Stored data:
#[async_trait]
impl Storage for SeaOrmStorage {
    // 用户模块
    async fn create_user(&self, user: CreateUserRequest) -> Result<User> {
        self.create_user_impl(user).await
    }

    async fn get_user_by_id(&self, id: i64) -> Result<Option<User>> {
        self.get_user_by_id_impl(id).await
    }

    async fn get_user_by_username(&self, username: &str) -> Result<Option<User>> {
        self.get_user_by_username_impl(username).await
    }

    async fn get_user_by_email(&self, email: &str) -> Result<Option<User>> {
        self.get_user_by_email_impl(email).await
    }

    async fn get_user_by_username_or_email(&self, identifier: &str) -> Result<Option<User>> {
        self.get_user_by_username_or_email_impl(identifier).await
    }

    async fn list_users_with_pagination(&self, query: UserListQuery) -> Result<UserListResponse> {
        self.list_users_with_pagination_impl(query).await
    }

    async fn update_user(&self, id: i64, update: UpdateUserRequest) -> Result<Option<User>> {
        self.update_user_impl(id, update).await
    }

    async fn delete_user(&self, id: i64) -> Result<bool> {
        self.delete_user_impl(id).await
    }

    async fn update_last_login(&self, id: i64) -> Result<bool> {
        self.update_last_login_impl(id).await
    }

    async fn count_users(&self) -> Result<u64> {
        self.count_users_impl().await
    }

    // 语言模块
    async fn create_language(&self, req: CreateLanguageRequest) -> Result<Language> {
        self.create_language_impl(req).await
    }

    async fn get_language_by_id(&self, id: i64) -> Result<Option<Language>> {
        self.get_language_by_id_impl(id).await
    }

    async fn get_language_by_code(&self, code: &str) -> Result<Option<Language>> {
        self.get_language_by_code_impl(code).await
    }

    async fn list_languages(&self, include_inactive: bool) -> Result<Vec<Language>> {
        self.list_languages_impl(include_inactive).await
    }

    async fn update_language(
        &self,
        id: i64,
        update: UpdateLanguageRequest,
    ) -> Result<Option<Language>> {
        self.update_language_impl(id, update).await
    }

    async fn delete_language(&self, id: i64) -> Result<bool> {
        self.delete_language_impl(id).await
    }

    // 课程模块
    async fn create_course(&self, instructor_id: i64, req: CreateCourseRequest) -> Result<Course> {
        self.create_course_impl(instructor_id, req).await
    }

    async fn get_course_by_id(&self, id: i64) -> Result<Option<Course>> {
        self.get_course_by_id_impl(id).await
    }

    async fn list_courses_with_pagination(
        &self,
        query: CourseListQuery,
    ) -> Result<CourseListResponse> {
        self.list_courses_with_pagination_impl(query).await
    }

    async fn update_course(&self, id: i64, update: UpdateCourseRequest) -> Result<Option<Course>> {
        self.update_course_impl(id, update).await
    }

    async fn delete_course(&self, id: i64) -> Result<bool> {
        self.delete_course_impl(id).await
    }

    async fn enroll_user(&self, course_id: i64, user_id: i64) -> Result<Enrollment> {
        self.enroll_user_impl(course_id, user_id).await
    }

    async fn get_enrollment(&self, course_id: i64, user_id: i64) -> Result<Option<Enrollment>> {
        self.get_enrollment_impl(course_id, user_id).await
    }

    async fn unenroll_user(&self, course_id: i64, user_id: i64) -> Result<bool> {
        self.unenroll_user_impl(course_id, user_id).await
    }

    async fn list_user_enrollments(&self, user_id: i64) -> Result<Vec<EnrolledCourse>> {
        self.list_user_enrollments_impl(user_id).await
    }

    async fn update_enrollment_progress(
        &self,
        course_id: i64,
        user_id: i64,
        progress: i32,
    ) -> Result<Option<Enrollment>> {
        self.update_enrollment_progress_impl(course_id, user_id, progress)
            .await
    }

    async fn count_course_enrollments(&self, course_id: i64) -> Result<i64> {
        self.count_course_enrollments_impl(course_id).await
    }

    // 测验模块
    async fn create_quiz(&self, created_by: i64, req: CreateQuizRequest) -> Result<Quiz> {
        self.create_quiz_impl(created_by, req).await
    }

    async fn get_quiz_by_id(&self, id: i64) -> Result<Option<Quiz>> {
        self.get_quiz_by_id_impl(id).await
    }

    async fn list_quizzes_with_pagination(
        &self,
        query: QuizListQuery,
    ) -> Result<QuizListResponse> {
        self.list_quizzes_with_pagination_impl(query).await
    }

    async fn update_quiz(&self, id: i64, update: UpdateQuizRequest) -> Result<Option<Quiz>> {
        self.update_quiz_impl(id, update).await
    }

    async fn update_quiz_status(&self, id: i64, status: QuizStatus) -> Result<Option<Quiz>> {
        self.update_quiz_status_impl(id, status).await
    }

    async fn delete_quiz(&self, id: i64) -> Result<bool> {
        self.delete_quiz_impl(id).await
    }

    async fn create_question(&self, quiz_id: i64, draft: QuestionDraft) -> Result<Question> {
        self.create_question_impl(quiz_id, draft).await
    }

    async fn get_question_by_id(&self, question_id: i64) -> Result<Option<Question>> {
        self.get_question_by_id_impl(question_id).await
    }

    async fn list_questions(&self, quiz_id: i64) -> Result<Vec<Question>> {
        self.list_questions_impl(quiz_id).await
    }

    async fn update_question(
        &self,
        question_id: i64,
        draft: QuestionDraft,
    ) -> Result<Option<Question>> {
        self.update_question_impl(question_id, draft).await
    }

    async fn delete_question(&self, question_id: i64) -> Result<bool> {
        self.delete_question_impl(question_id).await
    }

    async fn count_questions(&self, quiz_id: i64) -> Result<i64> {
        self.count_questions_impl(quiz_id).await
    }

    // 作答模块
    async fn record_attempt(
        &self,
        attempt: NewQuizAttempt,
        quiz_title: &str,
    ) -> Result<QuizAttempt> {
        self.record_attempt_impl(attempt, quiz_title).await
    }

    async fn get_attempt_by_id(&self, attempt_id: i64) -> Result<Option<QuizAttempt>> {
        self.get_attempt_by_id_impl(attempt_id).await
    }

    async fn count_user_attempts(&self, quiz_id: i64, user_id: i64) -> Result<i64> {
        self.count_user_attempts_impl(quiz_id, user_id).await
    }

    async fn list_user_attempts(&self, quiz_id: i64, user_id: i64) -> Result<Vec<QuizAttempt>> {
        self.list_user_attempts_impl(quiz_id, user_id).await
    }

    async fn list_quiz_attempts(
        &self,
        quiz_id: i64,
        page: u64,
        size: u64,
    ) -> Result<AttemptListResponse> {
        self.list_quiz_attempts_impl(quiz_id, page, size).await
    }

    async fn list_exam_history(&self, user_id: i64) -> Result<Vec<ExamHistoryEntry>> {
        self.list_exam_history_impl(user_id).await
    }

    // 直播模块
    async fn create_live_session(
        &self,
        host_id: i64,
        req: CreateLiveSessionRequest,
    ) -> Result<LiveSession> {
        self.create_live_session_impl(host_id, req).await
    }

    async fn get_live_session_by_id(&self, id: i64) -> Result<Option<LiveSession>> {
        self.get_live_session_by_id_impl(id).await
    }

    async fn list_live_sessions(
        &self,
        query: LiveSessionListQuery,
    ) -> Result<LiveSessionListResponse> {
        self.list_live_sessions_impl(query).await
    }

    async fn update_live_session(
        &self,
        id: i64,
        update: UpdateLiveSessionRequest,
    ) -> Result<Option<LiveSession>> {
        self.update_live_session_impl(id, update).await
    }

    async fn update_live_session_status(
        &self,
        id: i64,
        status: LiveSessionStatus,
    ) -> Result<Option<LiveSession>> {
        self.update_live_session_status_impl(id, status).await
    }

    async fn delete_live_session(&self, id: i64) -> Result<bool> {
        self.delete_live_session_impl(id).await
    }

    async fn register_attendee(
        &self,
        session_id: i64,
        user_id: i64,
    ) -> Result<LiveSessionAttendee> {
        self.register_attendee_impl(session_id, user_id).await
    }

    async fn unregister_attendee(&self, session_id: i64, user_id: i64) -> Result<bool> {
        self.unregister_attendee_impl(session_id, user_id).await
    }

    async fn get_attendee(
        &self,
        session_id: i64,
        user_id: i64,
    ) -> Result<Option<LiveSessionAttendee>> {
        self.get_attendee_impl(session_id, user_id).await
    }

    async fn list_attendees(&self, session_id: i64) -> Result<Vec<LiveSessionAttendee>> {
        self.list_attendees_impl(session_id).await
    }

    async fn count_attendees(&self, session_id: i64) -> Result<i64> {
        self.count_attendees_impl(session_id).await
    }

    // 成就模块
    async fn create_achievement(&self, req: CreateAchievementRequest) -> Result<Achievement> {
        self.create_achievement_impl(req).await
    }

    async fn get_achievement_by_id(&self, id: i64) -> Result<Option<Achievement>> {
        self.get_achievement_by_id_impl(id).await
    }

    async fn list_achievements(&self) -> Result<Vec<Achievement>> {
        self.list_achievements_impl().await
    }

    async fn update_achievement(
        &self,
        id: i64,
        update: UpdateAchievementRequest,
    ) -> Result<Option<Achievement>> {
        self.update_achievement_impl(id, update).await
    }

    async fn delete_achievement(&self, id: i64) -> Result<bool> {
        self.delete_achievement_impl(id).await
    }

    async fn award_achievement(
        &self,
        user_id: i64,
        achievement_id: i64,
        awarded_by: Option<i64>,
    ) -> Result<UserAchievement> {
        self.award_achievement_impl(user_id, achievement_id, awarded_by)
            .await
    }

    async fn has_user_achievement(&self, user_id: i64, achievement_id: i64) -> Result<bool> {
        self.has_user_achievement_impl(user_id, achievement_id)
            .await
    }

    async fn list_user_achievements(&self, user_id: i64) -> Result<Vec<UserAchievement>> {
        self.list_user_achievements_impl(user_id).await
    }

    // 学习时长模块
    async fn start_study_session(
        &self,
        user_id: i64,
        req: StartStudySessionRequest,
    ) -> Result<StudySession> {
        self.start_study_session_impl(user_id, req).await
    }

    async fn get_study_session_by_id(&self, id: i64) -> Result<Option<StudySession>> {
        self.get_study_session_by_id_impl(id).await
    }

    async fn get_open_study_session(&self, user_id: i64) -> Result<Option<StudySession>> {
        self.get_open_study_session_impl(user_id).await
    }

    async fn end_study_session(
        &self,
        id: i64,
        ended_at: DateTime<Utc>,
        notes: Option<String>,
    ) -> Result<Option<StudySession>> {
        self.end_study_session_impl(id, ended_at, notes).await
    }

    async fn list_study_sessions(
        &self,
        user_id: i64,
        page: u64,
        size: u64,
    ) -> Result<StudySessionListResponse> {
        self.list_study_sessions_impl(user_id, page, size).await
    }

    async fn list_completed_study_sessions_since(
        &self,
        user_id: i64,
        since: DateTime<Utc>,
    ) -> Result<Vec<StudySession>> {
        self.list_completed_study_sessions_since_impl(user_id, since)
            .await
    }
}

### Exercise instructions
Copy out only the lines above from the one with "i64, update: UpdateCourseRequest)" to the one with "async fn update_quiz(&self, id: i64, update: UpdateQuizRequest)", inclusive, exactly as they stand.

### Task solution
    async fn update_course(&self, id: i64, update: UpdateCourseRequest) -> Result<Option<Course>> {
        self.update_course_impl(id, update).await
    }

    async fn delete_course(&self, id: i64) -> Result<bool> {
        self.delete_course_impl(id).await
    }

    async fn enroll_user(&self, course_id: i64, user_id: i64) -> Result<Enrollment> {
        self.enroll_user_impl(course_id, user_id).await
    }

    async fn get_enrollment(&self, course_id: i64, user_id: i64) -> Result<Option<Enrollment>> {
        self.get_enrollment_impl(course_id, user_id).await
    }

    async fn unenroll_user(&self, course_id: i64, user_id: i64) -> Result<bool> {
        self.unenroll_user_impl(course_id, user_id).await
    }

    async fn list_user_enrollments(&self, user_id: i64) -> Result<Vec<EnrolledCourse>> {
        self.list_user_enrollments_impl(user_id).await
    }

    async fn update_enrollment_progress(
        &self,
        course_id: i64,
        user_id: i64,
        progress: i32,
    ) -> Result<Option<Enrollment>> {
        self.update_enrollment_progress_impl(course_id, user_id, progress)
            .await
    }

    async fn count_course_enrollments(&self, course_id: i64) -> Result<i64> {
        self.count_course_enrollments_impl(course_id).await
    }

    // 测验模块
    async fn create_quiz(&self, created_by: i64, req: CreateQuizRequest) -> Result<Quiz> {
        self.create_quiz_impl(created_by, req).await
    }

    async fn get_quiz_by_id(&self, id: i64) -> Result<Option<Quiz>> {
        self.get_quiz_by_id_impl(id).await
    }

    async fn list_quizzes_with_pagination(
        &self,
        query: QuizListQuery,
    ) -> Result<QuizListResponse> {
        self.list_quizzes_with_pagination_impl(query).await
    }

    async fn update_quiz(&self, id: i64, update: UpdateQuizRequest) -> Result<Option<Quiz>> {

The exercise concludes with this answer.